The answer to these objections is, that the new legislature may provide remedies! But as they may, so they may not; and if they did, a succeeding assembly may repeal the provisions. The evil is found resting upon constitutional bottom; and the remedy, upon the mutable ground of legislation, revocable at any annual meeting. It is the more unfortunate that this great security of human rights—the trial by jury—should be weakened by this system, as power is unnecessarily given in the second section of the third article, to call people from their own country, in all cases of controversy about property between citizens of different states, to be tried in a distant court, where the Congress may sit; for although inferior congressional courts may, for the above purposes, be instituted in the different states, yet this is a matter altogether in the pleasure of the new legislature; so that, if they please not to institute them, or if they do not regulate the right of appeal reasonably, the people will be exposed to endless oppression, and the necessity of submitting, in multitudes of cases, to pay unjust demands, rather than follow suitors, through great expense, to far-distant tribunals, and to be determined upon there, as it may be, without a jury.

In this congressional legislature, a bare majority of votes can enact commercial laws; so that the representatives of the seven Northern States, as they will have a majority, can, by law, create the most oppressive monopoly upon the five Southern States, whose circumstances and productions are essentially different from those of theirs, although not a single man of these voters are the representatives of, or amenable to, the people of the Southern States.

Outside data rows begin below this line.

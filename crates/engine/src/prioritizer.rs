//! Relevance scoring for gathered fragments.
//!
//! Each fragment scores `weight × affinity × recency`, every factor in
//! `[0, 1]`:
//!
//! | Factor | Source |
//! |--------|--------|
//! | Weight | `provider_weights` override, else the provider's declared priority |
//! | Affinity | 1.0 if the provider declared the trigger, else `default_affinity` |
//! | Recency | `0.5 ^ (age / half_life)`, 1.0 for fragments captured "now" |
//!
//! Sorting is stable, so fragments that tie keep the order they were passed
//! in. The manager passes them in provider registration order.

use chrono::{DateTime, Utc};
use contextkeeper_config::ContextConfig;
use contextkeeper_core::{ContextFragment, ScoredFragment, Trigger};
use std::collections::HashMap;
use std::sync::Arc;
use std::time::Duration;

/// What the prioritizer knows about one registered provider.
#[derive(Debug, Clone, PartialEq)]
pub struct ProviderProfile {
    pub weight: f64,
    pub triggers: Vec<Trigger>,
}

pub struct RelevancePrioritizer {
    default_affinity: f64,
    half_life: Duration,
    weight_overrides: HashMap<String, f64>,
    profiles: HashMap<String, ProviderProfile>,
}

impl RelevancePrioritizer {
    pub fn new(default_affinity: f64, half_life: Duration) -> Self {
        Self {
            default_affinity: default_affinity.clamp(0.0, 1.0),
            half_life,
            weight_overrides: HashMap::new(),
            profiles: HashMap::new(),
        }
    }

    pub fn from_config(config: &ContextConfig) -> Self {
        Self::new(config.default_affinity, config.recency_half_life())
            .with_weight_overrides(config.provider_weights.clone())
    }

    /// Weights that win over whatever providers declare for themselves.
    pub fn with_weight_overrides(mut self, overrides: HashMap<String, f64>) -> Self {
        self.weight_overrides = overrides;
        self
    }

    /// Record a provider's declared priority and relevant triggers.
    pub fn set_profile(&mut self, name: &str, priority: f64, triggers: Vec<Trigger>) {
        let weight = self
            .weight_overrides
            .get(name)
            .copied()
            .unwrap_or(priority);
        self.profiles.insert(
            name.to_string(),
            ProviderProfile {
                weight: clamp_unit(weight),
                triggers,
            },
        );
    }

    pub fn remove_profile(&mut self, name: &str) -> Option<ProviderProfile> {
        self.profiles.remove(name)
    }

    pub fn clear(&mut self) {
        self.profiles.clear();
    }

    pub fn profile(&self, name: &str) -> Option<&ProviderProfile> {
        self.profiles.get(name)
    }

    /// Weight for a provider. Fragments from providers with no profile (for
    /// instance one unregistered mid-gather) fall back to the override or 1.0.
    pub fn weight(&self, provider: &str) -> f64 {
        match self.profiles.get(provider) {
            Some(profile) => profile.weight,
            None => clamp_unit(self.weight_overrides.get(provider).copied().unwrap_or(1.0)),
        }
    }

    pub fn affinity(&self, provider: &str, trigger: &Trigger) -> f64 {
        let declared = self
            .profiles
            .get(provider)
            .is_some_and(|p| p.triggers.contains(trigger));
        if declared { 1.0 } else { self.default_affinity }
    }

    /// Exponential decay of the fragment's age. Future timestamps count as fresh.
    pub fn recency(&self, timestamp: DateTime<Utc>, now: DateTime<Utc>) -> f64 {
        let age_ms = (now - timestamp).num_milliseconds();
        let half_life_ms = self.half_life.as_millis() as f64;
        if age_ms <= 0 || half_life_ms <= 0.0 {
            return 1.0;
        }
        0.5_f64.powf(age_ms as f64 / half_life_ms)
    }

    /// Score and sort fragments, highest first.
    pub fn score(
        &self,
        fragments: Vec<Arc<ContextFragment>>,
        trigger: &Trigger,
        now: DateTime<Utc>,
    ) -> Vec<ScoredFragment> {
        let mut scored: Vec<ScoredFragment> = fragments
            .into_iter()
            .map(|fragment| {
                let score = self.weight(&fragment.provider)
                    * self.affinity(&fragment.provider, trigger)
                    * self.recency(fragment.timestamp, now);
                ScoredFragment::new(fragment, clamp_unit(score))
            })
            .collect();

        scored.sort_by(|a, b| {
            b.score
                .partial_cmp(&a.score)
                .unwrap_or(std::cmp::Ordering::Equal)
        });
        scored
    }

    /// Keep fragments scoring at least `min_relevance`, preserving order.
    pub fn filter(scored: Vec<ScoredFragment>, min_relevance: f64) -> Vec<ScoredFragment> {
        scored
            .into_iter()
            .filter(|s| s.score >= min_relevance)
            .collect()
    }
}

fn clamp_unit(value: f64) -> f64 {
    if value.is_nan() { 0.0 } else { value.clamp(0.0, 1.0) }
}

Can such a set of men be, with the least color of truth, called a representative of those they make laws for? It is supposed that the policy of the Northern States will prevent such abuses. But how feeble, sir, is policy, when opposed to interest, among trading people! and what is the restraint arising from policy? Why, that we may be forced, by abuse, to become ship-builders! But how long will it be before a people of agriculture can produce ships sufficient to export such bulky commodities as ours, and of such extent? and if we had the ships, from whence are the seamen to come?—4,000 of whom, at least, will be necessary in Virginia. In questions so liable to abuse, why was not the necessary vote put to two thirds of the members of the legislature?

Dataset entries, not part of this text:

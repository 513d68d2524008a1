//! `contextkeeper gather` — Gather context from a recorded UI snapshot.
//!
//! The snapshot file holds whatever the UI layer would have pushed into the
//! built-in providers. Sections that are missing leave their provider empty,
//! which shows up as a provider error in the result.

use super::load_config;
use clap::Args;
use contextkeeper_core::{ContextProvider, GatherOptions, Trigger};
use contextkeeper_engine::ContextManager;
use contextkeeper_providers::{
    DomProvider, DomSnapshot, FormProvider, FormSnapshot, NavigationProvider,
    PerformanceProvider, PerformanceSnapshot, UserActionProvider, ViewportProvider,
    ViewportSnapshot,
};
use serde::Deserialize;
use std::path::{Path, PathBuf};
use std::sync::Arc;
use tracing::info;

#[derive(Args)]
pub struct GatherArgs {
    /// JSON file with the UI state to gather from
    #[arg(short, long)]
    pub snapshot: PathBuf,

    /// What prompted the gather (proactive, user-prompt, user-action,
    /// navigation, form-interaction, error, or any custom name)
    #[arg(short, long)]
    pub trigger: Option<String>,

    /// Drop fragments scoring below this (0.0 to 1.0)
    #[arg(long, default_value_t = 0.0)]
    pub min_relevance: f64,

    /// Maximum estimated tokens to return
    #[arg(short, long)]
    pub budget: Option<usize>,

    /// Cache key (derived from the options when omitted)
    #[arg(short, long)]
    pub key: Option<String>,

    /// Run the same gather this many times, to watch the cache work
    #[arg(long, default_value_t = 1)]
    pub repeat: u32,

    /// Skip the cache on every run
    #[arg(long)]
    pub force_refresh: bool,

    /// Print manager stats after the results
    #[arg(long)]
    pub stats: bool,
}

/// Recorded UI state, one optional section per built-in provider.
#[derive(Debug, Default, Deserialize)]
#[serde(deny_unknown_fields)]
pub struct SnapshotFile {
    pub dom: Option<DomSnapshot>,
    pub form: Option<FormSnapshot>,
    pub viewport: Option<ViewportSnapshot>,
    pub performance: Option<PerformanceSnapshot>,
    /// Oldest first
    #[serde(default)]
    pub navigation: Vec<Visit>,
    /// Oldest first
    #[serde(default)]
    pub user_actions: Vec<Action>,
}

#[derive(Debug, Deserialize)]
pub struct Visit {
    pub url: String,
    #[serde(default)]
    pub title: Option<String>,
}

#[derive(Debug, Deserialize)]
pub struct Action {
    pub kind: String,
    #[serde(default)]
    pub target: Option<String>,
}

impl SnapshotFile {
    pub fn load(path: &Path) -> Result<Self, Box<dyn std::error::Error>> {
        let content = std::fs::read_to_string(path)
            .map_err(|e| format!("Failed to read snapshot {}: {e}", path.display()))?;
        let snapshot = serde_json::from_str(&content)
            .map_err(|e| format!("Failed to parse snapshot {}: {e}", path.display()))?;
        Ok(snapshot)
    }

    /// Built-in providers pre-loaded with this snapshot.
    pub fn into_providers(self) -> Vec<Arc<dyn ContextProvider>> {
        let dom = DomProvider::new();
        if let Some(snapshot) = self.dom {
            dom.update(snapshot);
        }
        let form = FormProvider::new();
        if let Some(snapshot) = self.form {
            form.update(snapshot);
        }
        let viewport = ViewportProvider::new();
        if let Some(snapshot) = self.viewport {
            viewport.update(snapshot);
        }
        let navigation = NavigationProvider::new();
        for visit in self.navigation {
            navigation.visit(visit.url, visit.title);
        }
        let performance = PerformanceProvider::new();
        if let Some(snapshot) = self.performance {
            performance.update(snapshot);
        }
        let actions = UserActionProvider::new();
        for action in self.user_actions {
            actions.record(action.kind, action.target);
        }

        vec![
            Arc::new(dom),
            Arc::new(form),
            Arc::new(viewport),
            Arc::new(navigation),
            Arc::new(performance),
            Arc::new(actions),
        ]
    }
}

impl GatherArgs {
    pub fn options(&self) -> GatherOptions {
        let mut options = GatherOptions::new().min_relevance(self.min_relevance);
        if let Some(trigger) = &self.trigger {
            options = options.trigger(Trigger::from(trigger.as_str()));
        }
        if let Some(budget) = self.budget {
            options = options.token_budget(budget);
        }
        if let Some(key) = &self.key {
            options = options.cache_key(key.clone());
        }
        if self.force_refresh {
            options = options.force_refresh();
        }
        options
    }
}

pub async fn run(config_path: Option<&Path>, args: GatherArgs) -> Result<(), Box<dyn std::error::Error>> {
    let config = load_config(config_path)?;
    let manager = ContextManager::new(config)?;

    let providers = SnapshotFile::load(&args.snapshot)?.into_providers();
    let count = providers.len();
    for provider in providers {
        manager.register_provider(provider)?;
    }
    info!(providers = count, snapshot = %args.snapshot.display(), "Loaded UI snapshot");

    let options = args.options();
    for _ in 0..args.repeat.max(1) {
        let result = manager.gather_context(options.clone()).await?;
        println!("{}", serde_json::to_string_pretty(&result)?);
    }

    if args.stats {
        println!("{}", serde_json::to_string_pretty(&manager.stats())?);
    }

    manager.destroy();
    Ok(())
}

#[cfg(test)]
mod tests {
    use super::*;

    #[test]
    fn parses_partial_snapshot() {
        let snapshot: SnapshotFile = serde_json::from_str(
            r##"{
                "dom": {"url": "/checkout", "title": "Checkout"},
                "viewport": {"width": 1280, "height": 800},
                "navigation": [{"url": "/cart"}, {"url": "/checkout", "title": "Checkout"}],
                "user_actions": [{"kind": "click", "target": "#pay"}]
            }"##,
        )
        .unwrap();
        assert!(snapshot.form.is_none());
        assert_eq!(snapshot.navigation.len(), 2);
        assert_eq!(snapshot.into_providers().len(), 6);
    }

    #[test]
    fn unknown_sections_are_rejected() {
        let err = serde_json::from_str::<SnapshotFile>(r#"{"clipboard": {}}"#);
        assert!(err.is_err());
    }

    #[test]
    fn options_from_args() {
        let args = GatherArgs {
            snapshot: PathBuf::from("ui.json"),
            trigger: Some("form-interaction".into()),
            min_relevance: 0.3,
            budget: Some(800),
            key: None,
            repeat: 1,
            force_refresh: true,
            stats: false,
        };
        let options = args.options();
        assert_eq!(options.trigger, Some(Trigger::FormInteraction));
        assert_eq!(options.token_budget, Some(800));
        assert!(options.force_refresh);
        assert!(options.cache_key.is_none());
    }
}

With the Constitution came, from the Convention, so many members of that body to Congress, and of those, too, who were among the most fiery zealots for their system, that the votes of three states being of them, two states divided by them, and many others mixed with them, it is easy to see that Congress could have little opinion upon the subject.

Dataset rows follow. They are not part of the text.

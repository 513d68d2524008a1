//! The context manager — orchestrates providers, the prioritizer, the budget
//! selector and the cache.
//!
//! # Gather pipeline
//!
//! 1. Resolve the cache key (explicit, or derived from trigger, relevance
//!    floor and budget)
//! 2. Serve an unexpired cache hit straight away unless `force_refresh`
//! 3. Ask every enabled provider whether it wants in for this trigger
//! 4. Fan out `gather` to all included providers concurrently, each under
//!    its own deadline; failures only cost their own fragment
//! 5. Score, filter by `min_relevance`, select under the token budget
//! 6. Cache the result, update stats, publish a `GatherCompleted` event
//!
//! No lock is held across the fan-out, so registration, stats reads and
//! other gathers interleave freely with a pending gather.

use crate::budget::BudgetSelector;
use crate::prioritizer::RelevancePrioritizer;
use crate::stats::{ContextStats, GatherCounters};
use crate::token::TokenEstimator;
use chrono::Utc;
use contextkeeper_cache::BoundedCache;
use contextkeeper_config::ContextConfig;
use contextkeeper_core::{
    Clock, ContextError, ContextEvent, ContextFragment, ContextProvider, EventBus, GatherOptions,
    GatherResult, ProviderError, ProviderRegistry, SystemClock, Trigger,
};
use futures::future::join_all;
use std::sync::atomic::{AtomicBool, Ordering};
use std::sync::{Arc, Mutex, MutexGuard, PoisonError, RwLock, RwLockReadGuard, RwLockWriteGuard};
use std::time::Duration;
use tokio::sync::broadcast;
use tokio::task::JoinHandle;
use tracing::{debug, info, warn};
use uuid::Uuid;

/// Providers and what the prioritizer knows about them, kept under one lock
/// so the two never disagree.
struct ProviderState {
    registry: ProviderRegistry,
    prioritizer: RelevancePrioritizer,
}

Some denied our right to make amendments; whilst others, more moderate, agreed to the right, but denied the expediency of amending; but it was plain that a majority was ready to send it on, in terms of approbation. My judgment and conscience forbade the last; and therefore I moved the amendments that I have the honor to send you enclosed herewith, and demanded the yeas and nays, that they might appear on the Journal.

This seemed to alarm; and, to prevent such appearance on the Journal, it was agreed to transmit the Constitution without a syllable of approbation or disapprobation; so that the term “unanimously” only applied to the transmission, as you will observe by attending to the terms of the resolve for transmitting. Upon the whole, sir, my opinion is, that, as this Constitution abounds with useful regulations, at the same time that it is liable to strong and fundamental objections, the plan for us to pursue will be to propose the necessary amendments, and express our willingness to adopt it with the amendments, and to suggest the calling a new convention for the purpose of considering them. To this I see no well-founded objection, but great safety and much good to be the probable result. I am perfectly satisfied that you make such use of this letter as you shall think to be for the public good; and now, after begging your pardon for so great a trespass on your patience, and presenting my best respects to your lady, I will conclude with assuring you that I am, with the sincerest esteem and regard, dear sir, your most affectionate and obedient, humble servant,


Elbridge Gerry Writes To Massachusetts General Court Explaining Why He Did Not Sign Constitution

Elbridge Gerry

Elbridge Gerry to President of Senate and Speaker of House of Representatives of Massachusetts (October 18, 1787)

New York, Oct. 18, 1787.

Gentlemen : I have the honor to enclose, pursuant to my commission, the Constitution proposed by the Federal Convention.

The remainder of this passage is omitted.